8 ноября, пятница. И день рождения Юрия Ивановича сегодня, и сегодня же Андрею Аствацатурову я обещал приехать и прочесть лекцию на его Литературных курсах. Неделю назад С. П. взял мне билеты в Ленинград на «Сапсан» и обратно уже почти в полночь — на какой-то фирменный поезд. Поездка в Ленинград всегда праздник. Пришлось около четырех утра подниматься и ехать на вокзал. На Ленинградском новости, не был там чуть ли год. За это время поставили несколько памятников — здесь и Николай Первый, прочертивший по линейке трассу от Северной столицы до Москвы, а также проектировщик и главный строитель. Появился даже архитектор главного московского здания вокзала Тон. Вокзал на памятной доске в Москве назван Ленинградским. С чего бы такая вольность? А потом, когда вошел в здание сообразил — убрали большой бюст Ленина в центре зала. Это уже испытанный прием. Надо убрать площадь, на которой могли бы собраться такие массы народа, которые смогли бы снести правительство, — на Манежной площади поставили торговый центр и лабиринт наверху. На вокзале в центральном зале построили галерею на втором этаже и убрали Ленина. Один поэт себя под Лениным чистил, а другой восклицал: «Уберите Ленина с денег!». Убрали.

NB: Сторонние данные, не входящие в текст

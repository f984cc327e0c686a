//! Forward spawn pipeline: seeds to observable traits.
//!
//! Every helper here is a pure function of its seed inputs. The group
//! level hands two draws to each spawn (the generator seed and one opaque
//! value that is never interpreted); the generator level hands out a slot
//! roll (discarded) and the entity seed; the entity level rolls the
//! visible traits in a fixed order.

use gsf_core::record::EntityRecord;
use gsf_core::rng::Xoroshiro128;
use gsf_core::shiny::{shiny_xor, ANTI_SHINY_XOR, SHINY_XOR_THRESHOLD};

/// Derive the next spawn's entity seed from the group-level stream.
///
/// Consumes exactly two group-level draws. Mutable group state never
/// crosses into the lower levels; the generator instance is local.
pub fn spawn(group_rng: &mut Xoroshiro128) -> u64 {
    let gen_seed = group_rng.next();
    let _ = group_rng.next();
    entity_seed_from_gen(gen_seed)
}

/// Second output of a freshly seeded generator-level stream; the first
/// output is the slot roll and is discarded.
pub fn entity_seed_from_gen(gen_seed: u64) -> u64 {
    let mut rng = Xoroshiro128::new(gen_seed);
    let _ = rng.next();
    rng.next()
}

/// First 32-bit draw of the entity-level stream.
pub fn encryption_constant(entity_seed: u64) -> u32 {
    Xoroshiro128::new(entity_seed).next_u32()
}

/// Replay the trait rolls from `entity_seed` with `rolls` personality
/// draws and `flawless` forced IVs; true when every observable field of
/// `record` is reproduced.
///
/// Height and weight are not rolled for alpha records.
pub fn matches_record(entity_seed: u64, rolls: u8, flawless: u8, record: &EntityRecord) -> bool {
    let mut rng = Xoroshiro128::new(entity_seed);
    let _ec = rng.next_u32();
    let fake_tid = rng.next_u32();

    let mut pid = 0u32;
    for _ in 0..rolls {
        pid = rng.next_u32();
    }

    if record.is_shiny() {
        if pid & 0xFFFF != record.personality & 0xFFFF {
            return false;
        }
        if shiny_xor(pid, fake_tid) >= SHINY_XOR_THRESHOLD {
            return false;
        }
    } else if pid != record.personality && pid != record.personality ^ ANTI_SHINY_XOR {
        return false;
    }

    let ivs = record.ivs_speed_last();
    let mut forced = [false; 6];
    for _ in 0..flawless {
        loop {
            let slot = rng.next_bounded(6) as usize;
            if forced[slot] {
                continue;
            }
            if ivs[slot] != 31 {
                return false;
            }
            forced[slot] = true;
            break;
        }
    }
    for (slot, &iv) in ivs.iter().enumerate() {
        if !forced[slot] && rng.next_bounded(32) as u8 != iv {
            return false;
        }
    }

    if rng.next_bounded(2) as u8 + 1 != record.ability_number {
        return false;
    }

    if !record.has_fixed_gender() {
        let roll = rng.next_bounded(252) as u8 + 1;
        let gender = u8::from(roll < record.gender_ratio);
        if gender != record.gender {
            return false;
        }
    }

    if rng.next_bounded(25) as u8 != record.nature {
        return false;
    }

    if record.is_alpha {
        return true;
    }

    let height = (rng.next_bounded(0x81) + rng.next_bounded(0x80)) as u8;
    if height != record.height_scalar {
        return false;
    }
    let weight = (rng.next_bounded(0x81) + rng.next_bounded(0x80)) as u8;
    weight == record.weight_scalar
}
//! Whole-pipeline reversals over forward-simulated cohorts.
//!
//! Each case runs at least one full 2^32 entity sweep, which takes
//! minutes even across all cores; run them explicitly:
//!
//! ```bash
//! cargo test --release -p gsf-reverse --test end_to_end -- --ignored
//! ```

use gsf_core::mode::SpawnerModeSet;
use gsf_core::record::EntityRecord;
use gsf_reverse::{Finder, FinderOptions, GroupSeedFind};

/// Two waves of one Snorlax each, listed newest-first, so the group seed
/// can only be recovered from the entity at index 1.
fn snorlax_cohort() -> Vec<EntityRecord> {
    vec![
        EntityRecord {
            encryption_constant: 0xc417_f0c7,
            personality: 0x7cac_35b4,
            trainer_id: 12345,
            secret_id: 54321,
            ivs: [25, 28, 31, 31, 14, 31],
            flawless_iv_count: 3,
            ability_number: 1,
            gender: 0,
            gender_ratio: 31,
            nature: 2,
            is_alpha: false,
            height_scalar: 88,
            weight_scalar: 161,
        },
        EntityRecord {
            encryption_constant: 0x76e0_757e,
            personality: 0x57c6_4d64,
            trainer_id: 12345,
            secret_id: 54321,
            ivs: [28, 13, 31, 31, 0, 31],
            flawless_iv_count: 3,
            ability_number: 2,
            gender: 0,
            gender_ratio: 31,
            nature: 21,
            is_alpha: false,
            height_scalar: 161,
            weight_scalar: 44,
        },
    ]
}

/// One wave of four Tentacool, in spawn order.
fn tentacool_cohort() -> Vec<EntityRecord> {
    let base = EntityRecord {
        encryption_constant: 0,
        personality: 0,
        trainer_id: 2461,
        secret_id: 40841,
        ivs: [0; 6],
        flawless_iv_count: 0,
        ability_number: 1,
        gender: 0,
        gender_ratio: 127,
        nature: 0,
        is_alpha: false,
        height_scalar: 0,
        weight_scalar: 0,
    };
    vec![
        EntityRecord {
            encryption_constant: 0x3570_b01d,
            personality: 0xb4d8_fe7c,
            ivs: [31, 22, 6, 14, 27, 9],
            ability_number: 2,
            nature: 1,
            height_scalar: 149,
            weight_scalar: 125,
            ..base
        },
        EntityRecord {
            encryption_constant: 0xaede_4e38,
            personality: 0xc5d2_61c1,
            ivs: [20, 18, 16, 19, 20, 11],
            ability_number: 2,
            gender: 1,
            nature: 9,
            height_scalar: 149,
            weight_scalar: 140,
            ..base
        },
        EntityRecord {
            encryption_constant: 0x008d_d71f,
            personality: 0xf56a_5849,
            ivs: [16, 28, 18, 11, 26, 31],
            ability_number: 2,
            nature: 3,
            height_scalar: 182,
            weight_scalar: 200,
            ..base
        },
        EntityRecord {
            encryption_constant: 0x1250_e2c5,
            personality: 0xd9d3_8bde,
            ivs: [10, 20, 0, 12, 7, 0],
            ability_number: 1,
            nature: 9,
            height_scalar: 209,
            weight_scalar: 82,
            ..base
        },
    ]
}

#[test]
#[ignore = "runs two full 2^32 sweeps"]
fn single_spawn_cohort_recovers_from_the_second_entity() {
    let records = snorlax_cohort();
    let mut finder = Finder::new(FinderOptions {
        max_rolls: 5,
        modes: SpawnerModeSet::default(),
    });

    let found = finder.run(&records);
    assert_eq!(
        found,
        Some(GroupSeedFind {
            group_seed: 0x38dd_6076_47e5_b2b5,
            first_index: 1,
        })
    );
    // Both entities were swept: the first produced no validated seed.
    assert_eq!(finder.stats().per_entity.len(), 2);
}

#[test]
#[ignore = "runs a full 2^32 sweep"]
fn multi_spawn_cohort_recovers_from_the_first_entity() {
    let records = tentacool_cohort();
    let mut finder = Finder::new(FinderOptions {
        max_rolls: 17,
        modes: SpawnerModeSet::MULTI,
    });

    let found = finder.run(&records);
    assert_eq!(
        found,
        Some(GroupSeedFind {
            group_seed: 0x7ab5_2ab9_e04a_3d9e,
            first_index: 0,
        })
    );
}

#[test]
#[ignore = "runs two full 2^32 sweeps twice"]
fn repeated_runs_return_the_same_find() {
    let records = snorlax_cohort();
    let mut finder = Finder::new(FinderOptions {
        max_rolls: 5,
        modes: SpawnerModeSet::default(),
    });
    let first = finder.run(&records);
    let second = finder.run(&records);
    assert_eq!(first, second);
}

Ленинградский вокзал в Москве
Встретил Юрий Иванович, я вез ему подарок, какие-то серебряные или посеребренные рюмки. Он живет неподалеку, повел меня домой кормить. Там уже Наташа расстаралась с какими-то своими изысками кормежки.

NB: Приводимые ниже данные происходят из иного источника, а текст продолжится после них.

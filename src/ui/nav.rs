use crate::dom::{ClickTarget, Widget};

/// Class on the links container while the mobile menu is open.
pub const OPEN_CLASS: &str = "is-open";

const EXPANDED: &str = "aria-expanded";

/// Events the navigation controller reacts to.
#[derive(Debug, Clone, PartialEq, Eq)]
pub enum NavEvent {
    HamburgerClicked,
    /// A click anywhere in the document. `inside_nav` is true when the
    /// target sits within the nav region.
    DocumentClicked { inside_nav: bool },
    KeyDown(String),
}

impl NavEvent {
    /// Document click landing on `target`. Clicks without an element
    /// target count as outside the nav.
    pub fn document_click<T: ClickTarget>(target: Option<&T>, region: &str) -> Self {
        let inside_nav = target.is_some_and(|t| t.is_within(region));
        NavEvent::DocumentClicked { inside_nav }
    }
}

struct NavWidgets<W> {
    hamburger: W,
    links: W,
}

/// Mobile navigation menu: hamburger toggle, outside-click and Escape close.
pub struct NavMenu<W> {
    widgets: Option<NavWidgets<W>>,
}

impl<W: Widget> NavMenu<W> {
    /// Both handles are required; with either missing the menu is inert.
    pub fn new(hamburger: Option<W>, links: Option<W>) -> Self {
        let widgets = match (hamburger, links) {
            (Some(hamburger), Some(links)) => Some(NavWidgets { hamburger, links }),
            _ => {
                log::debug!("Nav hamburger or links missing, navigation toggle disabled");
                None
            }
        };
        Self { widgets }
    }

    pub fn is_enabled(&self) -> bool {
        self.widgets.is_some()
    }

    pub fn is_open(&self) -> bool {
        self.widgets
            .as_ref()
            .is_some_and(|w| w.links.has_class(OPEN_CLASS))
    }

    pub fn handle(&self, event: NavEvent) {
        let Some(w) = &self.widgets else {
            return;
        };
        match event {
            NavEvent::HamburgerClicked => {
                let open = w.links.toggle_class(OPEN_CLASS);
                w.hamburger.set_state(EXPANDED, open);
            }
            NavEvent::DocumentClicked { inside_nav } => {
                if !inside_nav {
                    close(w);
                }
            }
            NavEvent::KeyDown(key) => {
                if key == "Escape" {
                    close(w);
                    // Keyboard users land back on the control that opened the menu
                    w.hamburger.take_focus(false);
                }
            }
        }
    }
}

fn close<W: Widget>(w: &NavWidgets<W>) {
    w.links.set_class(OPEN_CLASS, false);
    w.hamburger.set_state(EXPANDED, false);
}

Расписание на целый день такое. Приблизительно час или полтора я после завтрака читаю сборник студентов Аствацатурова, перед которыми я в половине восьмого выступаю. В это время Юрий Иванович идет на работу, а мы с Наташей — в Русский музей, где вроде бы открылась выставка Сталлоне. Отрицательные впечатления — это самые яркие впечатления. Потом встречаемся и идем в Институт искусств, где Юрий Иванович нынче работает.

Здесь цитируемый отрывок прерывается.